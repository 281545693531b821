//! Built-in schemas for the sign-in and product screens

use super::{FieldKind, FieldSpec, Rule, Schema};
use crate::state::{FormValue, Value};
use crate::submit::{Credentials, Payload, PayloadError, ProductPayload};
use serde::{Deserialize, Serialize};
use std::sync::LazyLock;

pub const FIELD_EMAIL: &str = "email";
pub const FIELD_USERNAME: &str = "username";
pub const FIELD_PASSWORD: &str = "password";
pub const FIELD_REMEMBER: &str = "rememberMe";

pub const FIELD_PRODUCT_NAME: &str = "productName";
pub const FIELD_SKU: &str = "sku";
pub const FIELD_CATEGORY: &str = "category";
pub const FIELD_DESCRIPTION: &str = "description";
pub const FIELD_IMAGES: &str = "images";
pub const FIELD_TAGS: &str = "tags";
pub const FIELD_PRICE: &str = "price";
pub const FIELD_STOCK_QUANTITY: &str = "stockQuantity";

pub const CATEGORIES: &[&str] = &["Áo", "Quần", "Phụ kiện"];
pub const TAGS: &[&str] = &["Bán chạy", "Mới về", "Giảm giá", "Hàng hiệu", "Unisex"];
pub const MAX_IMAGES: usize = 5;
pub const MIN_PRICE: f64 = 90_000.0;

/// Which sign-in form the login screen shows
#[derive(Debug, Clone, Copy, PartialEq, Eq, Default, Serialize, Deserialize)]
#[serde(rename_all = "snake_case")]
pub enum LoginVariant {
    /// Email address plus a password of at least 8 characters
    #[default]
    Email,
    /// Alphanumeric account name plus the full password policy
    Account,
}

impl LoginVariant {
    pub fn schema(self) -> &'static Schema {
        match self {
            LoginVariant::Email => email_login(),
            LoginVariant::Account => account_login(),
        }
    }

    /// Name of the identifier field for this variant
    pub fn identifier_field(self) -> &'static str {
        match self {
            LoginVariant::Email => FIELD_EMAIL,
            LoginVariant::Account => FIELD_USERNAME,
        }
    }
}

static EMAIL_LOGIN: LazyLock<Schema> = LazyLock::new(|| {
    Schema::new(
        "email_login",
        vec![
            FieldSpec::new(FIELD_EMAIL, "Email", FieldKind::Text { multiline: false })
                .rule(Rule::required("Email is required"))
                .rule(Rule::pattern(
                    r"^[^\s@]+@[^\s@]+\.[^\s@]+$",
                    "Email format is invalid",
                )),
            FieldSpec::new(FIELD_PASSWORD, "Password", FieldKind::Secret)
                .rule(Rule::required("Password is required"))
                .rule(Rule::min_len(8, "Password must be at least 8 characters")),
            FieldSpec::new(FIELD_REMEMBER, "Keep me signed in", FieldKind::Flag),
        ],
        |form| credentials(form, FIELD_EMAIL),
    )
});

static ACCOUNT_LOGIN: LazyLock<Schema> = LazyLock::new(|| {
    Schema::new(
        "account_login",
        vec![
            FieldSpec::new(
                FIELD_USERNAME,
                "Username",
                FieldKind::Text { multiline: false },
            )
            .rule(Rule::required("Username is required"))
            .rule(Rule::min_len(5, "Username must be at least 5 characters"))
            .rule(Rule::pattern(
                "^[A-Za-z0-9]+$",
                "Username may only contain letters and digits",
            )),
            FieldSpec::new(FIELD_PASSWORD, "Password", FieldKind::Secret)
                .rule(Rule::required("Password is required"))
                .rule(Rule::min_len(8, "Password must be at least 8 characters"))
                .rule(Rule::pattern(
                    "[A-Z]",
                    "Password must contain an uppercase letter",
                ))
                .rule(Rule::pattern(
                    "[a-z]",
                    "Password must contain a lowercase letter",
                ))
                .rule(Rule::pattern("[0-9]", "Password must contain a digit"))
                .rule(Rule::pattern(
                    "[@$!%*?&]",
                    "Password must contain one of @$!%*?&",
                ))
                .rule(Rule::pattern(
                    "^[A-Za-z0-9@$!%*?&]+$",
                    "Password may only contain letters, digits and @$!%*?&",
                ))
                .rule(Rule::cross_field(
                    password_avoids_username,
                    "Password must not contain the username",
                )),
            FieldSpec::new(FIELD_REMEMBER, "Keep me signed in", FieldKind::Flag),
        ],
        |form| credentials(form, FIELD_USERNAME),
    )
});

static PRODUCT: LazyLock<Schema> = LazyLock::new(|| {
    Schema::new(
        "product",
        vec![
            FieldSpec::new(
                FIELD_PRODUCT_NAME,
                "Product name *",
                FieldKind::Text { multiline: false },
            )
            .rule(Rule::required("Product name is required")),
            FieldSpec::new(FIELD_SKU, "SKU *", FieldKind::Text { multiline: false })
                .rule(Rule::min_len(3, "SKU must be at least 3 characters")),
            FieldSpec::new(FIELD_CATEGORY, "Category *", FieldKind::Choice(CATEGORIES))
                .rule(Rule::required("Please choose a category")),
            FieldSpec::new(
                FIELD_DESCRIPTION,
                "Description *",
                FieldKind::Text { multiline: true },
            )
            .rule(Rule::required("Description is required")),
            FieldSpec::new(
                FIELD_IMAGES,
                "Images (max 5)",
                FieldKind::Images { max: MAX_IMAGES },
            )
            .rule(Rule::max_len(MAX_IMAGES, "At most 5 images")),
            FieldSpec::new(FIELD_TAGS, "Tags *", FieldKind::Tags(TAGS))
                .rule(Rule::required("Select at least 1 tag")),
            FieldSpec::new(FIELD_PRICE, "Price (VND)", FieldKind::Numeric)
                .rule(Rule::at_least(MIN_PRICE, "Price must be at least 90,000 VND")),
            FieldSpec::new(FIELD_STOCK_QUANTITY, "Stock quantity", FieldKind::Numeric)
                .rule(Rule::required("Please enter the stock quantity")),
        ],
        product_payload,
    )
});

pub fn email_login() -> &'static Schema {
    &EMAIL_LOGIN
}

pub fn account_login() -> &'static Schema {
    &ACCOUNT_LOGIN
}

pub fn product() -> &'static Schema {
    &PRODUCT
}

/// Case-insensitive; an empty username never matches
fn password_avoids_username(password: &Value, form: &FormValue) -> bool {
    let (Value::Text(password), Ok(username)) = (password, form.text(FIELD_USERNAME)) else {
        return true;
    };
    username.is_empty() || !password.to_lowercase().contains(&username.to_lowercase())
}

fn credentials(form: &FormValue, identifier: &'static str) -> Result<Payload, PayloadError> {
    Ok(Payload::SignIn(Credentials {
        account: form.text(identifier)?.to_string(),
        password: form.text(FIELD_PASSWORD)?.to_string(),
        remember: form.flag(FIELD_REMEMBER)?,
    }))
}

fn product_payload(form: &FormValue) -> Result<Payload, PayloadError> {
    let price = form
        .number(FIELD_PRICE)?
        .ok_or(PayloadError::Missing(FIELD_PRICE))?;
    let stock = form
        .number(FIELD_STOCK_QUANTITY)?
        .ok_or(PayloadError::Missing(FIELD_STOCK_QUANTITY))?;
    if stock < 0.0 || stock.fract() != 0.0 || stock > f64::from(u32::MAX) {
        return Err(PayloadError::NotACount {
            field: FIELD_STOCK_QUANTITY,
            value: stock,
        });
    }

    Ok(Payload::Product(ProductPayload {
        product_name: form.text(FIELD_PRODUCT_NAME)?.to_string(),
        sku: form.text(FIELD_SKU)?.to_string(),
        category: form.text(FIELD_CATEGORY)?.to_string(),
        description: form.text(FIELD_DESCRIPTION)?.to_string(),
        images: form
            .images(FIELD_IMAGES)?
            .iter()
            .map(|entry| entry.item.clone())
            .collect(),
        tags: declared_order(form.tags(FIELD_TAGS)?.iter(), TAGS),
        price,
        stock_quantity: stock as u32,
    }))
}

/// Selected options in the order the schema declares them
fn declared_order<'a>(
    selected: impl Iterator<Item = &'a String>,
    options: &[&str],
) -> Vec<String> {
    let mut selected: Vec<&String> = selected.collect();
    selected.sort_by_key(|tag| options.iter().position(|o| *o == tag.as_str()));
    selected.into_iter().cloned().collect()
}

----------------------------------------

§ TASK TO COMPLETE
Reproduce the entries above exactly, starting at their first line and finishing with the line that contains "pub const FIELD_REMEMBER: &str".

§ ANSWER BOX
repository 281545693531b821
//! Built-in schemas for the sign-in and product screens

use super::{FieldKind, FieldSpec, Rule, Schema};
use crate::state::{FormValue, Value};
use crate::submit::{Credentials, Payload, PayloadError, ProductPayload};
use serde::{Deserialize, Serialize};
use std::sync::LazyLock;

pub const FIELD_EMAIL: &str = "email";
pub const FIELD_USERNAME: &str = "username";
pub const FIELD_PASSWORD: &str = "password";
pub const FIELD_REMEMBER: &str = "rememberMe";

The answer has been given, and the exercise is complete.